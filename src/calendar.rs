use chrono::{Months, NaiveDate};
use serde::{Deserialize, Serialize};

use crate::errors::{InputField, Result, ScheduleError};

/// add one calendar month, clamping the day to the end of the target month
pub fn next_payment_date(date: NaiveDate) -> Option<NaiveDate> {
    date.checked_add_months(Months::new(1))
}

/// signed number of calendar days from `from` to `to`
pub fn days_between(from: NaiveDate, to: NaiveDate) -> i64 {
    to.signed_duration_since(from).num_days()
}

/// one payment period: its due date and the days elapsed since the previous reference date
#[derive(Debug, Clone, Copy, PartialEq, Eq, Serialize, Deserialize)]
pub struct Period {
    pub date: NaiveDate,
    pub days: i64,
}

/// monthly payment dates with their day counts.
///
/// The first period runs from disbursement to the first payment date; each
/// later period runs from the previous payment date. Both the coefficient
/// pass and the schedule pass read the same instance.
#[derive(Debug, Clone, PartialEq, Eq)]
pub struct PeriodDateSequence {
    periods: Vec<Period>,
}

impl PeriodDateSequence {
    pub fn new(disbursement_date: NaiveDate, first_payment_date: NaiveDate, term: u32) -> Result<Self> {
        let mut periods = Vec::with_capacity(term as usize);
        let mut previous = disbursement_date;
        let mut current = first_payment_date;

        for index in 0..term {
            if index > 0 {
                current = next_payment_date(previous).ok_or_else(|| ScheduleError::InvalidDate {
                    field: InputField::FirstPaymentDate,
                    message: format!("payment date {} is out of range", index + 1),
                })?;
            }

            periods.push(Period {
                date: current,
                days: days_between(previous, current),
            });
            previous = current;
        }

        Ok(Self { periods })
    }

    pub fn periods(&self) -> &[Period] {
        &self.periods
    }

    pub fn iter(&self) -> impl Iterator<Item = &Period> {
        self.periods.iter()
    }

    pub fn len(&self) -> usize {
        self.periods.len()
    }

    pub fn is_empty(&self) -> bool {
        self.periods.is_empty()
    }

    pub fn total_days(&self) -> i64 {
        self.periods.iter().map(|p| p.days).sum()
    }

    /// date of the final payment
    pub fn maturity_date(&self) -> Option<NaiveDate> {
        self.periods.last().map(|p| p.date)
    }
}
//! raw text fields to validated loan parameters

use std::str::FromStr;

use chrono::NaiveDate;
use hourglass_rs::{SafeTimeProvider, TimeSource};
use rust_decimal::prelude::ToPrimitive;
use rust_decimal::Decimal;
use tracing::warn;

use crate::config::{ErrorReport, ValidationConfig};
use crate::decimal::Rate;
use crate::errors::{InputField, Result, ScheduleError, ValidationErrors};
use crate::types::{check_date_order, LoanParameters};

/// loan fields as typed by a user
#[derive(Debug, Clone, Default, PartialEq, Eq)]
pub struct LoanInput {
    principal: String,
    term: String,
    monthly_rate: String,
    disbursement_date: String,
    first_payment_date: String,
}

impl LoanInput {
    pub fn new() -> Self {
        Self::default()
    }

    /// amount, thousands separators allowed ("1,200,000")
    pub fn principal(mut self, text: impl Into<String>) -> Self {
        self.principal = text.into();
        self
    }

    /// number of monthly payments
    pub fn term(mut self, text: impl Into<String>) -> Self {
        self.term = text.into();
        self
    }

    /// monthly rate in percent ("2" or "2%"); blank reads as 0%
    pub fn monthly_rate(mut self, text: impl Into<String>) -> Self {
        self.monthly_rate = text.into();
        self
    }

    /// blank means today
    pub fn disbursement_date(mut self, text: impl Into<String>) -> Self {
        self.disbursement_date = text.into();
        self
    }

    /// blank means today
    pub fn first_payment_date(mut self, text: impl Into<String>) -> Self {
        self.first_payment_date = text.into();
        self
    }

    /// validate against the system clock, returning the first invalid field
    pub fn validate(&self, config: &ValidationConfig) -> Result<LoanParameters> {
        let time = SafeTimeProvider::new(TimeSource::System);
        self.validate_with_time(config, &time)
    }

    /// validate with an explicit clock, returning the first invalid field
    pub fn validate_with_time(
        &self,
        config: &ValidationConfig,
        time: &SafeTimeProvider,
    ) -> Result<LoanParameters> {
        config.validate()?;
        self.collect(config, time, true).map_err(|mut errors| errors.errors.remove(0))
    }

    /// validate against the system clock, reporting per `config.report`
    pub fn check(
        &self,
        config: &ValidationConfig,
    ) -> std::result::Result<LoanParameters, ValidationErrors> {
        let time = SafeTimeProvider::new(TimeSource::System);
        self.check_with_time(config, &time)
    }

    /// validate with an explicit clock, reporting per `config.report`
    pub fn check_with_time(
        &self,
        config: &ValidationConfig,
        time: &SafeTimeProvider,
    ) -> std::result::Result<LoanParameters, ValidationErrors> {
        config.validate()?;
        let stop_at_first = config.report == ErrorReport::FirstError;
        self.collect(config, time, stop_at_first)
    }

    fn collect(
        &self,
        config: &ValidationConfig,
        time: &SafeTimeProvider,
        stop_at_first: bool,
    ) -> std::result::Result<LoanParameters, ValidationErrors> {
        let mut errors = ValidationErrors::new();
        let today = time.now().date_naive();

        macro_rules! field {
            ($parsed:expr) => {
                match $parsed {
                    Ok(value) => Some(value),
                    Err(error) => {
                        warn!(%error, "rejected loan input");
                        errors.push(error);
                        if stop_at_first {
                            return Err(errors);
                        }
                        None
                    }
                }
            };
        }

        let principal = field!(parse_principal(&self.principal));
        let term = field!(parse_term(&self.term));
        let monthly_rate = field!(parse_rate(&self.monthly_rate));
        let disbursement_date = field!(parse_date(
            &self.disbursement_date,
            InputField::DisbursementDate,
            &config.date_format,
            today,
        ));
        let first_payment_date = field!(parse_date(
            &self.first_payment_date,
            InputField::FirstPaymentDate,
            &config.date_format,
            today,
        ));

        if let (Some(disbursement), Some(first)) = (disbursement_date, first_payment_date) {
            field!(check_date_order(disbursement, first, config.date_order));
        }

        match (principal, term, monthly_rate, disbursement_date, first_payment_date) {
            (Some(p), Some(n), Some(r), Some(d), Some(f)) if errors.is_empty() => {
                LoanParameters::with_policy(p, n, r, d, f, config.date_order).map_err(Into::into)
            }
            _ => Err(errors),
        }
    }
}

fn parse_principal(text: &str) -> Result<f64> {
    let invalid = || ScheduleError::InvalidPrincipal {
        value: text.to_string(),
    };

    let cleaned: String = text.chars().filter(|c| *c != ',' && !c.is_whitespace()).collect();
    let amount = Decimal::from_str(&cleaned).map_err(|_| invalid())?;
    if amount <= Decimal::ZERO {
        return Err(invalid());
    }
    amount.to_f64().ok_or_else(invalid)
}

fn parse_term(text: &str) -> Result<u32> {
    match text.trim().parse::<u32>() {
        Ok(term) if term > 0 => Ok(term),
        _ => Err(ScheduleError::InvalidTerm {
            value: text.to_string(),
        }),
    }
}

fn parse_rate(text: &str) -> Result<f64> {
    let invalid = || ScheduleError::InvalidRate {
        value: text.to_string(),
    };

    let trimmed = text.trim();
    if trimmed.is_empty() || trimmed == "%" {
        return Ok(0.0);
    }

    let rate = Rate::from_percent_str(trimmed).map_err(|_| invalid())?;
    if rate.is_negative() {
        return Err(invalid());
    }
    rate.to_f64().ok_or_else(invalid)
}

fn parse_date(text: &str, field: InputField, format: &str, today: NaiveDate) -> Result<NaiveDate> {
    let trimmed = text.trim();
    if trimmed.is_empty() {
        return Ok(today);
    }

    NaiveDate::parse_from_str(trimmed, format).map_err(|e| ScheduleError::InvalidDate {
        field,
        message: format!("'{}' does not match {}: {}", trimmed, format, e),
    })
}
use tracing::debug;

use crate::calendar::PeriodDateSequence;
use crate::interest::growth_factor;

/// result of the coefficient pass
#[derive(Debug, Clone, PartialEq)]
pub struct CoefficientSolution {
    /// sum of reciprocal cumulative growth factors
    pub coefficient: f64,
    /// cumulative growth factor at each period
    pub cumulative_factors: Vec<f64>,
}

impl CoefficientSolution {
    /// level payment for the given principal
    pub fn payment(&self, principal: f64) -> f64 {
        principal / self.coefficient
    }
}

/// solves for the coefficient that turns principal into a level payment.
///
/// With `c_i` the running product of `1 + r * 12 / 365 * days_i`, the
/// coefficient is `sum(1 / c_i)` and the payment is `principal / coef`.
/// Performs no validation: callers pass a non-empty sequence and a rate
/// that keeps every factor positive.
pub struct CoefficientSolver {
    monthly_rate: f64,
}

impl CoefficientSolver {
    pub fn new(monthly_rate: f64) -> Self {
        Self { monthly_rate }
    }

    pub fn solve(&self, periods: &PeriodDateSequence) -> CoefficientSolution {
        let mut cumulative = 1.0;
        let mut coefficient = 0.0;
        let mut cumulative_factors = Vec::with_capacity(periods.len());

        for period in periods.iter() {
            cumulative *= growth_factor(self.monthly_rate, period.days);
            coefficient += 1.0 / cumulative;
            cumulative_factors.push(cumulative);
        }

        debug!(
            periods = periods.len(),
            coefficient,
            monthly_rate = self.monthly_rate,
            "solved level payment coefficient"
        );

        CoefficientSolution {
            coefficient,
            cumulative_factors,
        }
    }
}
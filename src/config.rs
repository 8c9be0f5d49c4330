use chrono::format::{Item, StrftimeItems};
use serde::{Deserialize, Serialize};

use crate::errors::{Result, ScheduleError};

/// default text format for date fields
pub const DEFAULT_DATE_FORMAT: &str = "%Y-%m-%d";

/// what to do when the first payment date precedes the disbursement date
#[derive(Debug, Clone, Copy, PartialEq, Eq, Serialize, Deserialize, Default)]
pub enum DateOrderPolicy {
    /// fail with an invalid first payment date
    #[default]
    Reject,
    /// accept; the first period gets a negative day count and negative interest
    Allow,
}

/// how many field errors a validation pass reports
#[derive(Debug, Clone, Copy, PartialEq, Eq, Serialize, Deserialize, Default)]
pub enum ErrorReport {
    /// stop at the first invalid field
    #[default]
    FirstError,
    /// check every field and report all failures
    AllErrors,
}

/// input validation configuration
#[derive(Debug, Clone, PartialEq, Eq, Serialize, Deserialize)]
#[serde(default)]
pub struct ValidationConfig {
    pub date_format: String,
    pub date_order: DateOrderPolicy,
    pub report: ErrorReport,
}

impl Default for ValidationConfig {
    fn default() -> Self {
        Self {
            date_format: DEFAULT_DATE_FORMAT.to_string(),
            date_order: DateOrderPolicy::Reject,
            report: ErrorReport::FirstError,
        }
    }
}

impl ValidationConfig {
    /// report every invalid field instead of the first one
    pub fn all_errors() -> Self {
        Self {
            report: ErrorReport::AllErrors,
            ..Self::default()
        }
    }

    pub fn with_date_format(mut self, format: impl Into<String>) -> Self {
        self.date_format = format.into();
        self
    }

    pub fn with_date_order(mut self, policy: DateOrderPolicy) -> Self {
        self.date_order = policy;
        self
    }

    /// load from json, missing keys take their defaults
    pub fn from_json(json: &str) -> Result<Self> {
        let config: ValidationConfig =
            serde_json::from_str(json).map_err(|e| ScheduleError::InvalidConfiguration {
                message: e.to_string(),
            })?;
        config.validate()?;
        Ok(config)
    }

    /// check the date format is a usable strftime pattern
    pub fn validate(&self) -> Result<()> {
        if self.date_format.trim().is_empty() {
            return Err(ScheduleError::InvalidConfiguration {
                message: "date format is empty".to_string(),
            });
        }

        if StrftimeItems::new(&self.date_format).any(|item| matches!(item, Item::Error)) {
            return Err(ScheduleError::InvalidConfiguration {
                message: format!("unsupported date format: {}", self.date_format),
            });
        }

        Ok(())
    }
}
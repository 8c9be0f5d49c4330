pub mod calendar;
pub mod config;
pub mod decimal;
pub mod errors;
pub mod input;
pub mod interest;
pub mod payments;
pub mod serialization;
pub mod types;

// re-export key types
pub use calendar::{days_between, next_payment_date, Period, PeriodDateSequence};
pub use config::{DateOrderPolicy, ErrorReport, ValidationConfig};
pub use decimal::{Money, Rate};
pub use errors::{InputField, Result, ScheduleError, ValidationErrors};
pub use input::LoanInput;
pub use payments::{
    compute_schedule, AmortizationSchedule, CoefficientSolution, CoefficientSolver,
    ScheduleGenerator, ScheduleSummary,
};
pub use serialization::ScheduleView;
pub use types::{LoanParameters, ScheduleRow};

// re-export external dependencies that users will need
pub use chrono;
pub use hourglass_rs::{SafeTimeProvider, TimeSource};
pub use rust_decimal::Decimal;
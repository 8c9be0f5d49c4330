/// month-end dates - day clamping and uneven period lengths
use loan_schedule_rs::chrono::NaiveDate;
use loan_schedule_rs::{AmortizationSchedule, LoanParameters, PeriodDateSequence};

fn main() -> Result<(), Box<dyn std::error::Error>> {
    let disbursed = NaiveDate::from_ymd_opt(2024, 1, 1).ok_or("bad date")?;
    let first = NaiveDate::from_ymd_opt(2024, 1, 31).ok_or("bad date")?;

    println!("=== payment dates ===\n");
    let periods = PeriodDateSequence::new(disbursed, first, 6)?;
    for period in periods.iter() {
        println!("{}  {:>2} days", period.date, period.days);
    }
    println!("total: {} days", periods.total_days());

    println!("\n=== schedule ===\n");
    let params = LoanParameters::new(600_000.0, 6, 0.015, disbursed, first)?;
    let schedule = AmortizationSchedule::generate(&params)?;
    for row in &schedule.rows {
        println!(
            "{:>2}  {}  {:>2}d  interest {:>10.2}  principal {:>11.2}  closing {:>11.2}",
            row.period, row.payment_date, row.days, row.interest, row.principal, row.closing_balance,
        );
    }
    println!("\nlevel payment: {:.2}", schedule.payment);

    Ok(())
}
──────
**Work instructions**
How many lines of the listing contain the word "usize"? Reply with only the number.

**Task result**
2